Mungkin saja dalam persembahan diri dan pelayanan, banyak pengalaman pahit yang dirasakan dan dialami, yang membuat gundah dan mungkin juga sakit, sebagaimana Ayub, Paulus dan Mertua Petrus, tetapi pengalaman-pengalaman itu justru harus semakin menyadarkan kita bahwa hidup kita sedang dikemudi ke arah yang pasti; arah keselamatan.

Sabda Allah hari ini sangat menantang: menantang karena manusia modern sering datang kepada Tuhan di saat sakit, namun setelah sembuh tak memberi diri melayani Tuhan, karena tak memiliki iman seperti ibu mertua Petrus. Akibatnya tak lagi memiliki rasa syukur dalam dirinya atas apa yang ia terima dari waktu ke waktu.

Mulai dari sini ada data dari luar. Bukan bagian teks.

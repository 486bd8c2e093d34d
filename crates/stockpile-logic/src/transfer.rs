//! Transfer sessions between an actor's backpack and a building.
//!
//! A session is a repeating task: the scheduler calls [`TransferSession::step`]
//! once per interval until it returns [`SessionStep::Finished`]. Every step
//! checks and commits within the same call, so a session can be dropped or
//! cancelled between any two steps without leaving an item half moved.
//!
//! Deposit and withdraw end differently. A deposit ends as soon as nothing in
//! the backpack is acceptable; a withdraw keeps polling an empty building
//! because the building may still produce.

use crate::cancel::CancelToken;
use crate::carrier::Carrier;
use crate::error::StorageError;
use crate::production::{Placed, ProductionUnit};
use crate::resources::IdGen;

#[derive(Debug, Clone, Copy, PartialEq, Eq, Hash)]
pub enum Direction {
    /// Backpack → building supply
    Deposit,
    /// Building production → backpack
    Withdraw,
}

/// Why a session stopped.
#[derive(Debug, Clone, Copy, PartialEq, Eq, Hash)]
pub enum SessionEnd {
    Cancelled,
    BackpackEmpty,
    NothingAcceptable,
    BackpackFull,
    UnitGone,
}

impl SessionEnd {
    pub fn label(&self) -> &'static str {
        match self {
            SessionEnd::Cancelled => "cancelled",
            SessionEnd::BackpackEmpty => "backpack empty",
            SessionEnd::NothingAcceptable => "nothing acceptable",
            SessionEnd::BackpackFull => "backpack full",
            SessionEnd::UnitGone => "building gone",
        }
    }
}

/// What one step did.
#[derive(Debug, Clone, Copy, PartialEq)]
pub enum TransferOutcome {
    /// An item left backpack slot `from_slot` for the building's supply.
    Delivered { from_slot: usize, placed: Placed },
    /// The building's supply was full; the backpack is unchanged.
    Rejected,
    /// Acceptable items exist but are all still settling into the backpack.
    Waiting,
    /// A product left the building for the backpack.
    Collected { placed: Placed },
    /// The building had no settled product to hand out.
    Empty,
}

#[derive(Debug, Clone, Copy, PartialEq)]
pub enum SessionStep {
    Continue {
        outcome: TransferOutcome,
        wait_ms: u64,
    },
    Finished(SessionEnd),
}

/// A running exchange with one building.
///
/// `T` identifies the target building in whatever world owns the session
/// (an ECS entity in the engine, a plain index in tests).
#[derive(Debug, Clone)]
pub struct TransferSession<T: Copy> {
    pub direction: Direction,
    pub target: T,
    pub interval_ms: u64,
    token: CancelToken,
}

impl<T: Copy> TransferSession<T> {
    pub fn new(direction: Direction, target: T, interval_ms: u64) -> Self {
        Self {
            direction,
            target,
            interval_ms,
            token: CancelToken::new(),
        }
    }

    /// The actor's interval, slowed to the building's when it sets one.
    pub fn interval_for(carrier_ms: u64, unit_ms: Option<u64>) -> u64 {
        unit_ms.map_or(carrier_ms, |unit| unit.max(carrier_ms))
    }

    pub fn token(&self) -> &CancelToken {
        &self.token
    }

    pub fn cancel(&self) {
        self.token.cancel();
    }

    pub fn is_cancelled(&self) -> bool {
        self.token.is_cancelled()
    }

    /// Run one transfer attempt.
    ///
    /// Errors only when a container rejects an item after its capacity check
    /// passed in the same step.
    pub fn step(
        &self,
        carrier: &mut Carrier,
        unit: &mut ProductionUnit,
        ids: &mut IdGen,
    ) -> Result<SessionStep, StorageError> {
        if self.token.is_cancelled() {
            return Ok(SessionStep::Finished(SessionEnd::Cancelled));
        }
        match self.direction {
            Direction::Deposit => self.deposit(carrier, unit, ids),
            Direction::Withdraw => self.withdraw(carrier, unit, ids),
        }
    }

    fn deposit(
        &self,
        carrier: &mut Carrier,
        unit: &mut ProductionUnit,
        ids: &mut IdGen,
    ) -> Result<SessionStep, StorageError> {
        if carrier.is_empty() {
            return Ok(SessionStep::Finished(SessionEnd::BackpackEmpty));
        }

        let Some(index) = carrier.find_latest(|k| unit.accepts(k)) else {
            if carrier.has_locked(|k| unit.accepts(k)) {
                return Ok(self.wait(TransferOutcome::Waiting));
            }
            return Ok(SessionStep::Finished(SessionEnd::NothingAcceptable));
        };

        if !unit.can_receive() {
            return Ok(self.wait(TransferOutcome::Rejected));
        }
        let Some(item) = carrier.remove_at(index) else {
            return Ok(self.wait(TransferOutcome::Waiting));
        };

        match unit.receive_resource(item, ids.placement()) {
            Ok(placed) => Ok(self.wait(TransferOutcome::Delivered {
                from_slot: index,
                placed,
            })),
            Err(item) => {
                carrier.restore(index, item)?;
                Ok(self.wait(TransferOutcome::Rejected))
            }
        }
    }

    fn withdraw(
        &self,
        carrier: &mut Carrier,
        unit: &mut ProductionUnit,
        ids: &mut IdGen,
    ) -> Result<SessionStep, StorageError> {
        if carrier.is_full() {
            return Ok(SessionStep::Finished(SessionEnd::BackpackFull));
        }
        let Some(item) = unit.release_resource() else {
            return Ok(self.wait(TransferOutcome::Empty));
        };

        let (id, kind) = (item.id, item.kind);
        let placement = ids.placement();
        let slot = carrier.put(item, placement)?;
        Ok(self.wait(TransferOutcome::Collected {
            placed: Placed {
                item: id,
                kind,
                placement,
                slot,
                anchor: carrier.position_for_index(slot),
            },
        }))
    }

    fn wait(&self, outcome: TransferOutcome) -> SessionStep {
        SessionStep::Continue {
            outcome,
            wait_ms: self.interval_ms,
        }
    }
}

#[cfg(test)]
mod tests {
    use super::*;
    use crate::config::UnitConfig;
    use crate::production::Side;
    use crate::recipe::Recipe;
    use crate::resources::ResourceKind::{self, *};

    fn unit(recipe: Vec<ResourceKind>, supply: usize) -> ProductionUnit {
        ProductionUnit::new(&UnitConfig {
            supply_capacity: supply,
            recipe: Recipe::new(recipe),
            output: Resource3,
            ..UnitConfig::default()
        })
    }

    fn carrier(ids: &mut IdGen, capacity: usize, kinds: &[ResourceKind]) -> Carrier {
        let mut carrier = Carrier::new(capacity);
        for &kind in kinds {
            carrier.stock(ids.spawn(kind)).unwrap();
        }
        carrier
    }

    fn outcome(step: SessionStep) -> TransferOutcome {
        match step {
            SessionStep::Continue { outcome, .. } => outcome,
            SessionStep::Finished(end) => panic!("session ended early: {:?}", end),
        }
    }

    #[test]
    fn test_deposit_leaves_unacceptable_items_and_ends() {
        let mut ids = IdGen::new();
        let mut backpack = carrier(&mut ids, 2, &[Resource1, Resource2]);
        let mut building = unit(vec![Resource1], 5);
        let session = TransferSession::new(Direction::Deposit, 0u32, 500);

        let first = session.step(&mut backpack, &mut building, &mut ids).unwrap();
        match outcome(first) {
            TransferOutcome::Delivered { from_slot, placed } => {
                assert_eq!(from_slot, 0);
                assert_eq!(placed.kind, Resource1);
            }
            other => panic!("expected delivery, got {:?}", other),
        }
        assert_eq!(backpack.contents().len(), 1);
        assert_eq!(backpack.contents()[0].kind, Resource2);
        assert_eq!(building.supply().len(), 1);

        let second = session.step(&mut backpack, &mut building, &mut ids).unwrap();
        assert_eq!(second, SessionStep::Finished(SessionEnd::NothingAcceptable));
        assert_eq!(backpack.len(), 1);
    }

    #[test]
    fn test_deposit_retries_while_supply_full() {
        let mut ids = IdGen::new();
        let mut backpack = carrier(&mut ids, 2, &[Resource1]);
        let mut building = unit(vec![Resource1], 1);
        let occupant = ids.placement();
        let placed = building.receive_resource(ids.spawn(Resource1), occupant).unwrap();
        building.release_transit(Side::Supply, placed.item, occupant);
        let session = TransferSession::new(Direction::Deposit, 0u32, 500);

        for _ in 0..3 {
            let step = session.step(&mut backpack, &mut building, &mut ids).unwrap();
            assert_eq!(
                step,
                SessionStep::Continue {
                    outcome: TransferOutcome::Rejected,
                    wait_ms: 500
                }
            );
        }
        assert_eq!(backpack.len(), 1);
        assert_eq!(building.supply().len(), 1);

        // production frees the slot
        let report = building.run_cycle(&mut ids).unwrap();
        assert_eq!(report.consumed.len(), 1);
        let step = session.step(&mut backpack, &mut building, &mut ids).unwrap();
        assert!(matches!(outcome(step), TransferOutcome::Delivered { .. }));
        assert!(backpack.is_empty());
    }

    #[test]
    fn test_deposit_waits_for_settling_items() {
        let mut ids = IdGen::new();
        let mut backpack = Carrier::new(2);
        backpack.put(ids.spawn(Resource1), ids.placement()).unwrap();
        let mut building = unit(vec![Resource1], 5);
        let session = TransferSession::new(Direction::Deposit, 0u32, 500);

        let step = session.step(&mut backpack, &mut building, &mut ids).unwrap();
        assert_eq!(outcome(step), TransferOutcome::Waiting);
        assert!(building.supply().is_empty());
    }

    #[test]
    fn test_deposit_on_empty_backpack_ends() {
        let mut ids = IdGen::new();
        let mut backpack = Carrier::new(2);
        let mut building = unit(vec![Resource1], 5);
        let session = TransferSession::new(Direction::Deposit, 0u32, 500);
        assert_eq!(
            session.step(&mut backpack, &mut building, &mut ids).unwrap(),
            SessionStep::Finished(SessionEnd::BackpackEmpty)
        );
    }

    #[test]
    fn test_withdraw_polls_empty_building_until_full() {
        let mut ids = IdGen::new();
        let mut backpack = Carrier::new(1);
        let mut building = unit(Vec::new(), 5);
        let session = TransferSession::new(Direction::Withdraw, 0u32, 500);

        for _ in 0..4 {
            let step = session.step(&mut backpack, &mut building, &mut ids).unwrap();
            assert_eq!(outcome(step), TransferOutcome::Empty);
        }

        let report = building.run_cycle(&mut ids).unwrap();
        let product = report.produced.unwrap();
        building.release_transit(Side::Production, product.item, product.placement);

        let step = session.step(&mut backpack, &mut building, &mut ids).unwrap();
        match outcome(step) {
            TransferOutcome::Collected { placed } => {
                assert_eq!(placed.item, product.item);
                assert_eq!(placed.slot, 0);
                assert!(backpack.contents()[0].in_transit());
            }
            other => panic!("expected collection, got {:?}", other),
        }
        assert_eq!(
            session.step(&mut backpack, &mut building, &mut ids).unwrap(),
            SessionStep::Finished(SessionEnd::BackpackFull)
        );
    }

    #[test]
    fn test_cancelled_session_mutates_nothing() {
        let mut ids = IdGen::new();
        let mut backpack = carrier(&mut ids, 2, &[Resource1]);
        let mut building = unit(vec![Resource1], 5);
        let session = TransferSession::new(Direction::Deposit, 0u32, 500);
        let held_by_scheduler = session.token().clone();

        held_by_scheduler.cancel();
        assert!(session.is_cancelled());
        assert_eq!(
            session.step(&mut backpack, &mut building, &mut ids).unwrap(),
            SessionStep::Finished(SessionEnd::Cancelled)
        );
        assert_eq!(backpack.len(), 1);
        assert!(building.supply().is_empty());
    }

    #[test]
    fn test_interval_uses_slower_side() {
        assert_eq!(TransferSession::<u32>::interval_for(500, None), 500);
        assert_eq!(TransferSession::<u32>::interval_for(500, Some(800)), 800);
        assert_eq!(TransferSession::<u32>::interval_for(500, Some(200)), 500);
    }
}
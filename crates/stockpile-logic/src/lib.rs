//! Pure domain model for Stockpile.
//!
//! Buildings convert supplies into products on a timer; actors carry items
//! between buildings in a bounded backpack. This crate holds the state and
//! the single-step operations on it. It has no clock and no ECS: callers
//! decide when a production pass or a transfer step runs, which keeps every
//! rule unit-testable.
//!
//! # Module Overview
//!
//! | Module | Purpose |
//! |--------|---------|
//! | [`cancel`] | Shared cancellation tokens for repeating tasks |
//! | [`carrier`] | Actor backpack with removal at any slot |
//! | [`config`] | Building, actor and scenario configuration (JSON) |
//! | [`constants`] | Default timings and capacities |
//! | [`error`] | Storage contract and configuration errors |
//! | [`layout`] | Slot index → anchor offset mapping |
//! | [`production`] | Production buildings and their cycle |
//! | [`recipe`] | Ordered recipe inputs |
//! | [`resources`] | Resource kinds, items, per-item transit locks, ids |
//! | [`storage`] | Bounded LIFO storage with atomic recipe withdrawal |
//! | [`transfer`] | Deposit and withdraw sessions |

pub mod cancel;
pub mod carrier;
pub mod config;
pub mod constants;
pub mod error;
pub mod layout;
pub mod production;
pub mod recipe;
pub mod resources;
mod stack;
pub mod storage;
pub mod transfer;

pub use stack::Retarget;
//! Production recipes.

use serde::{Deserialize, Serialize};

use crate::resources::ResourceKind;

/// Ordered list of input kinds; a kind may repeat to require several units.
#[derive(Debug, Clone, Default, PartialEq, Eq, Serialize, Deserialize)]
#[serde(transparent)]
pub struct Recipe {
    inputs: Vec<ResourceKind>,
}

impl Recipe {
    pub fn new(inputs: Vec<ResourceKind>) -> Self {
        Self { inputs }
    }

    pub fn inputs(&self) -> &[ResourceKind] {
        &self.inputs
    }

    pub fn len(&self) -> usize {
        self.inputs.len()
    }

    pub fn is_empty(&self) -> bool {
        self.inputs.is_empty()
    }

    /// Whether items of `kind` are ever consumed by this recipe.
    pub fn accepts(&self, kind: ResourceKind) -> bool {
        self.inputs.contains(&kind)
    }
}

impl From<Vec<ResourceKind>> for Recipe {
    fn from(inputs: Vec<ResourceKind>) -> Self {
        Self::new(inputs)
    }
}

#[cfg(test)]
mod tests {
    use super::*;
    use ResourceKind::*;

    #[test]
    fn test_accepts_only_listed_kinds() {
        let recipe = Recipe::new(vec![Resource1, Resource1, Resource2]);
        assert!(recipe.accepts(Resource1));
        assert!(recipe.accepts(Resource2));
        assert!(!recipe.accepts(Resource3));
        assert_eq!(recipe.len(), 3);
    }

    #[test]
    fn test_deserializes_from_plain_list() {
        let recipe: Recipe = serde_json::from_str(r#"["Resource1","Resource3"]"#).unwrap();
        assert_eq!(recipe.inputs(), &[Resource1, Resource3]);
    }
}
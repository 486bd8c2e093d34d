//! Stockpile Core - Production and Hauling Simulation Engine
//!
//! An ECS-based simulation of production buildings and the actors who haul
//! resources between them.
//!
//! # Architecture
//!
//! The simulation uses an Entity Component System (ECS) architecture via `hecs`:
//! - **Entities**: Buildings and actors
//! - **Components**: Pure data attached to entities (ProductionUnit, Carrier, ActiveSession, etc.)
//! - **Systems**: One scheduled task each (production pass, transfer step, placement settle)
//!
//! Time is a deterministic millisecond clock. `update` advances it and runs
//! every task that fell due, in due-time order. Nothing in a task suspends,
//! so each capacity check and the mutation it guards happen together.
//!
//! # Example
//!
//! ```rust,no_run
//! use stockpile_core::prelude::*;
//! use stockpile_logic::config::{CarrierConfig, UnitConfig};
//!
//! let mut engine = SimulationEngine::new();
//! let warehouse = engine.spawn_building(UnitConfig::default()).unwrap();
//! let player = engine.spawn_actor(CarrierConfig::default()).unwrap();
//!
//! // Player walks into the receive zone
//! engine.enter_zone(player, warehouse, Zone::Receive).unwrap();
//!
//! loop {
//!     engine.update(1.0 / 60.0); // 60 FPS
//!     for _event in engine.drain_events() {
//!         // hand TransferStarted / TransferCompleted to the renderer
//!     }
//! }
//! ```

pub mod components;
pub mod engine;
pub mod error;
pub mod events;
pub mod placement;
pub mod scheduler;
pub mod systems;

/// Commonly used types for convenient importing
pub mod prelude {
    pub use crate::components::*;
    pub use crate::engine::SimulationEngine;
    pub use crate::error::EngineError;
    pub use crate::events::SimEvent;
}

Sabda Allah ini menantang; menantang karena manusia modern,   cenderung melupakan Tuhan dan meninggalkan Allah sang sumber hidup, di saat susah dan derita, karena tak memiliki iman seperti Ayub. Akibatnya tenggelam dalam kesibukan duniawi, seakan barang-barang fana ini adalah penjamin keabadian hidup.

Sabda Allah ini menantang; menantang karena manusia modern sering tak tahu lagi bersyukur atas rahmat kehidupan, karena tak memiliki iman seperti Paulus. Akibatnya untuk melayani Allah pun menuntut harus mendapatkan upah.

Sabda Allah ini menantang karena manusia modern sering dihantui oleh kecemasandan kegalauan, sehingga kerja, kerja dan kerja adalah prinsip kokoh yang tak boleh diubah, bahkan oleh Tuhan sekalipun. Akibatnya memberi waktu untuk sejenak bersama Tuhan sang pemberi hidup dalam kesunyian doa, meneladani Yesus, dianggap sia-sia dan membuang-buang waktu.

Untuk sementara, mengikuti selera-selera seperti itu mungkin baik, bagai bahtera yang sekedar mengikuti arah angin. Tapi jangan lupa anda sedang dalam bahaya.